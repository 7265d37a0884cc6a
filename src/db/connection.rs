use std::{
    path::{Path, PathBuf},
    sync::{mpsc, Arc, Mutex},
    thread::{self, JoinHandle},
    time::Duration,
};

use anyhow::{anyhow, Context, Result};
use log::{error, info, warn};
use rusqlite::Connection;
use tokio::sync::oneshot;

use super::migrations::run_migrations;

const BUSY_TIMEOUT: Duration = Duration::from_secs(5);

type Job = Box<dyn FnOnce(&mut Connection) + Send + 'static>;

enum Message {
    Run(Job),
    Close,
}

/// The thread that owns the connection. Closing it drains queued jobs first.
struct Worker {
    tx: mpsc::Sender<Message>,
    thread: Mutex<Option<JoinHandle<()>>>,
}

impl Worker {
    fn spawn(path: PathBuf) -> Result<Self> {
        let (tx, rx) = mpsc::channel::<Message>();
        let (ready_tx, ready_rx) = mpsc::channel::<Result<()>>();

        let thread = thread::Builder::new()
            .name("sugarcheck-db".into())
            .spawn(move || match open_connection(&path) {
                Ok(conn) => {
                    if ready_tx.send(Ok(())).is_ok() {
                        serve(conn, rx);
                    }
                }
                Err(err) => {
                    let _ = ready_tx.send(Err(err));
                }
            })
            .context("failed to spawn database worker thread")?;

        ready_rx
            .recv()
            .context("database worker exited before signaling readiness")??;

        Ok(Self {
            tx,
            thread: Mutex::new(Some(thread)),
        })
    }

    fn close(&self) {
        let handle = match self.thread.lock() {
            Ok(mut guard) => guard.take(),
            Err(poisoned) => poisoned.into_inner().take(),
        };
        let Some(handle) = handle else {
            return;
        };

        if let Err(err) = self.tx.send(Message::Close) {
            error!("Failed to send close to DB thread: {err}");
        }
        if let Err(join_err) = handle.join() {
            error!("Failed to join DB thread: {join_err:?}");
        }
    }
}

impl Drop for Worker {
    fn drop(&mut self) {
        self.close();
    }
}

fn open_connection(path: &Path) -> Result<Connection> {
    let mut conn = Connection::open(path)
        .with_context(|| format!("failed to open SQLite database at {}", path.display()))?;

    // WAL is an optimisation; some filesystems refuse it.
    if let Err(err) = conn.pragma_update(None, "journal_mode", "WAL") {
        warn!("Failed to enable WAL mode: {err}");
    }
    conn.busy_timeout(BUSY_TIMEOUT)
        .context("failed to set busy timeout")?;

    run_migrations(&mut conn).context("failed to run database migrations")?;
    Ok(conn)
}

fn serve(mut conn: Connection, rx: mpsc::Receiver<Message>) {
    for message in rx {
        match message {
            Message::Run(job) => job(&mut conn),
            Message::Close => break,
        }
    }
    info!("Database thread shutting down");
}

/// Handle to the local store. All SQL runs on one worker thread that owns
/// the connection; clones share that thread.
#[derive(Clone)]
pub struct Database {
    worker: Arc<Worker>,
    path: Arc<PathBuf>,
}

impl Database {
    pub fn new(path: PathBuf) -> Result<Self> {
        if let Some(parent) = path.parent() {
            std::fs::create_dir_all(parent).with_context(|| {
                format!("failed to create database directory {}", parent.display())
            })?;
        }

        let worker = Worker::spawn(path.clone())?;
        info!("Database initialized at {}", path.display());

        Ok(Self {
            worker: Arc::new(worker),
            path: Arc::new(path),
        })
    }

    pub fn path(&self) -> &Path {
        &self.path
    }

    /// Runs `task` on the worker thread and waits for its result.
    pub async fn execute<F, T>(&self, task: F) -> Result<T>
    where
        F: FnOnce(&mut Connection) -> Result<T> + Send + 'static,
        T: Send + 'static,
    {
        let (reply_tx, reply_rx) = oneshot::channel();
        let job: Job = Box::new(move |conn| {
            if reply_tx.send(task(conn)).is_err() {
                warn!("DB caller dropped before receiving result");
            }
        });

        self.worker
            .tx
            .send(Message::Run(job))
            .map_err(|err| anyhow!("failed to send job to DB thread: {err}"))?;

        reply_rx
            .await
            .map_err(|_| anyhow!("database thread terminated unexpectedly"))?
    }
}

════════════════

**WHAT THE TASK REQUIRES:**
The entries above must be transcribed word for word.

**EXERCISE RESULT:**
repository 7265d37a0884cc6a
filename src/db/connection.rs
use std::{
    path::{Path, PathBuf},
    sync::{mpsc, Arc, Mutex},
    thread::{self, JoinHandle},
    time::Duration,
};

use anyhow::{anyhow, Context, Result};
use log::{error, info, warn};
use rusqlite::Connection;
use tokio::sync::oneshot;

use super::migrations::run_migrations;

const BUSY_TIMEOUT: Duration = Duration::from_secs(5);

type Job = Box<dyn FnOnce(&mut Connection) + Send + 'static>;

enum Message {
    Run(Job),
    Close,
}

/// The thread that owns the connection. Closing it drains queued jobs first.
struct Worker {
    tx: mpsc::Sender<Message>,
    thread: Mutex<Option<JoinHandle<()>>>,
}

impl Worker {
    fn spawn(path: PathBuf) -> Result<Self> {
        let (tx, rx) = mpsc::channel::<Message>();
        let (ready_tx, ready_rx) = mpsc::channel::<Result<()>>();

        let thread = thread::Builder::new()
            .name("sugarcheck-db".into())
            .spawn(move || match open_connection(&path) {
                Ok(conn) => {
                    if ready_tx.send(Ok(())).is_ok() {
                        serve(conn, rx);
                    }
                }
                Err(err) => {
                    let _ = ready_tx.send(Err(err));
                }
            })
            .context("failed to spawn database worker thread")?;

        ready_rx
            .recv()
            .context("database worker exited before signaling readiness")??;

        Ok(Self {
            tx,
            thread: Mutex::new(Some(thread)),
        })
    }

    fn close(&self) {
        let handle = match self.thread.lock() {
            Ok(mut guard) => guard.take(),
            Err(poisoned) => poisoned.into_inner().take(),
        };
        let Some(handle) = handle else {
            return;
        };

        if let Err(err) = self.tx.send(Message::Close) {
            error!("Failed to send close to DB thread: {err}");
        }
        if let Err(join_err) = handle.join() {
            error!("Failed to join DB thread: {join_err:?}");
        }
    }
}

impl Drop for Worker {
    fn drop(&mut self) {
        self.close();
    }
}

fn open_connection(path: &Path) -> Result<Connection> {
    let mut conn = Connection::open(path)
        .with_context(|| format!("failed to open SQLite database at {}", path.display()))?;

    // WAL is an optimisation; some filesystems refuse it.
    if let Err(err) = conn.pragma_update(None, "journal_mode", "WAL") {
        warn!("Failed to enable WAL mode: {err}");
    }
    conn.busy_timeout(BUSY_TIMEOUT)
        .context("failed to set busy timeout")?;

    run_migrations(&mut conn).context("failed to run database migrations")?;
    Ok(conn)
}

fn serve(mut conn: Connection, rx: mpsc::Receiver<Message>) {
    for message in rx {
        match message {
            Message::Run(job) => job(&mut conn),
            Message::Close => break,
        }
    }
    info!("Database thread shutting down");
}

/// Handle to the local store. All SQL runs on one worker thread that owns
/// the connection; clones share that thread.
#[derive(Clone)]
pub struct Database {
    worker: Arc<Worker>,
    path: Arc<PathBuf>,
}

impl Database {
    pub fn new(path: PathBuf) -> Result<Self> {
        if let Some(parent) = path.parent() {
            std::fs::create_dir_all(parent).with_context(|| {
                format!("failed to create database directory {}", parent.display())
            })?;
        }

        let worker = Worker::spawn(path.clone())?;
        info!("Database initialized at {}", path.display());

        Ok(Self {
            worker: Arc::new(worker),
            path: Arc::new(path),
        })
    }

    pub fn path(&self) -> &Path {
        &self.path
    }

    /// Runs `task` on the worker thread and waits for its result.
    pub async fn execute<F, T>(&self, task: F) -> Result<T>
    where
        F: FnOnce(&mut Connection) -> Result<T> + Send + 'static,
        T: Send + 'static,
    {
        let (reply_tx, reply_rx) = oneshot::channel();
        let job: Job = Box::new(move |conn| {
            if reply_tx.send(task(conn)).is_err() {
                warn!("DB caller dropped before receiving result");
            }
        });

        self.worker
            .tx
            .send(Message::Run(job))
            .map_err(|err| anyhow!("failed to send job to DB thread: {err}"))?;

        reply_rx
            .await
            .map_err(|_| anyhow!("database thread terminated unexpectedly"))?
    }
}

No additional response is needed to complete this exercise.